Belief lies behind the best and worst of human history. Faith in something larger than the self — or lack thereof — has shaped our societies for millennia, so we thought it about time to take a survey of the topic. (Perhaps you agree, since the BBC4 documentary The End of God?: A Horizon Guide to Science and Religion is one of Brain Pickings‘ most popular posts of all time.) Given the rich and faceted nature of the subject, it’s practically impossible to produce a list that is exhaustive, conclusive and universal, but we’ve narrowed it down to six absorbing and provocative books, plus one documentary, about the human quest for existential meaning.

THE POWER OF MYTH

The Power of Myth is considered a classic of the faith canon, and for good reason. In a 1988 six-part PBS series of the same name, host Bill Moyers and folklore and mythology expert Joseph Campbell place belief within the perspective of human history. The Q&A format makes for a fun read, and allows Campbell to weave a comprehensive picture of faith across cultures and from prehistory to the present moment.

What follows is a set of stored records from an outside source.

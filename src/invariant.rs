//! Invariant checking by forward exploration with early termination.

use log::{debug, info};

use crate::algebra::SymbolicEngine;
use crate::checker::{Session, Verdict};
use crate::classify::is_propositional;
use crate::error::Result;
use crate::fixpoint::walk_back;
use crate::formula::Formula;

/// Checks that `formula` holds in every reachable state.
///
/// Exploration stops at the first BFS layer that contains a violating state;
/// the witness is a shortest path from an initial state to it.
pub fn check_invariant<E: SymbolicEngine>(session: &Session<'_, E>, formula: &Formula) -> Result<Verdict> {
    if !is_propositional(formula) {
        debug!("invariant {} is not propositional", formula);
        return Ok(Verdict::NotApplicable);
    }

    let engine = session.engine();
    let bad = engine.complement(&session.eval(formula)?);

    let mut current = engine.initial_states();
    let mut reached = current.clone();
    let mut layers = Vec::new();

    loop {
        let violating = engine.intersect(&current, &bad);
        if let Some(state) = engine.pick_one_state(&violating) {
            info!("invariant {} violated at depth {}", formula, layers.len());
            let path = walk_back(engine, &layers, state);
            return Ok(Verdict::Violated(path.into_trace(engine, None)));
        }

        let new = engine.difference(&engine.post(&current), &reached);
        if engine.is_empty(&new) {
            info!("invariant {} holds ({} layers explored)", formula, layers.len() + 1);
            return Ok(Verdict::Satisfied);
        }

        reached = engine.union(&reached, &new);
        layers.push(current);
        current = new;
        debug!("invariant: exploring layer {}", layers.len());
    }
}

From ritual sacrifice to the symbolism of Star Wars, the transcript of Moyers and Campbell’s sessions articulates fundamentals of our value systems so widely accepted as to be taken for granted.

The source of life — what is it? No one knows. We don’t even know what an atom is, whether it is a wave or a particle — it is both. We don’t have any idea of what these things are. That’s the reason we speak of the divine. There’s a transcendent energy source. When the physicist observes subatomic particles, he’s seeing a trace on the screen. These traces come and go, come and go, and we come and go, and all of life comes and goes. That energy is the informing energy of all things. Mythic worship is addressed to that.” ~ Joseph Campbell

Like a fascinating post-dinner conversation with your fabulously erudite uncle, The Power of Myth is a great survey of the spiritual stories humans have held to be self-evident throughout time.

DISCOVERING GOD

Author Rodney Stark set himself an ambitious agenda in Discovering God: The Origins of the Great Religions and the Evolution of Belief. From primal belief during the Stone Age, through the so-called “Axial Age” of the Buddha, Confucius, Plato, and Zoroaster, to modern Christian missionaries and the rise of Islam, Discovering God surveys every major form faith has taken in the last 2.5 million years. Even more remarkably, Stark does so in under 400 pages, including maps of various religions’ births and images illustrating how belief was reified by culture. Ultimately, the book even pushes beyond an anthropological, historical, and sociological study into whether there is, in fact, a there there.

Thus we reach the fundamental question: Does God exist? That is, have we discovered God? Or have we invented him? Are there so many similarities among the great religions because God is really the product of universal wish fulfillment? Did humans everywhere create supernatural beings out of their need for comfort in the face of existential tragedy and to find purpose and significance in life? Or have people in many places, to a greater and lesser degree, actually gained glimpses of God?”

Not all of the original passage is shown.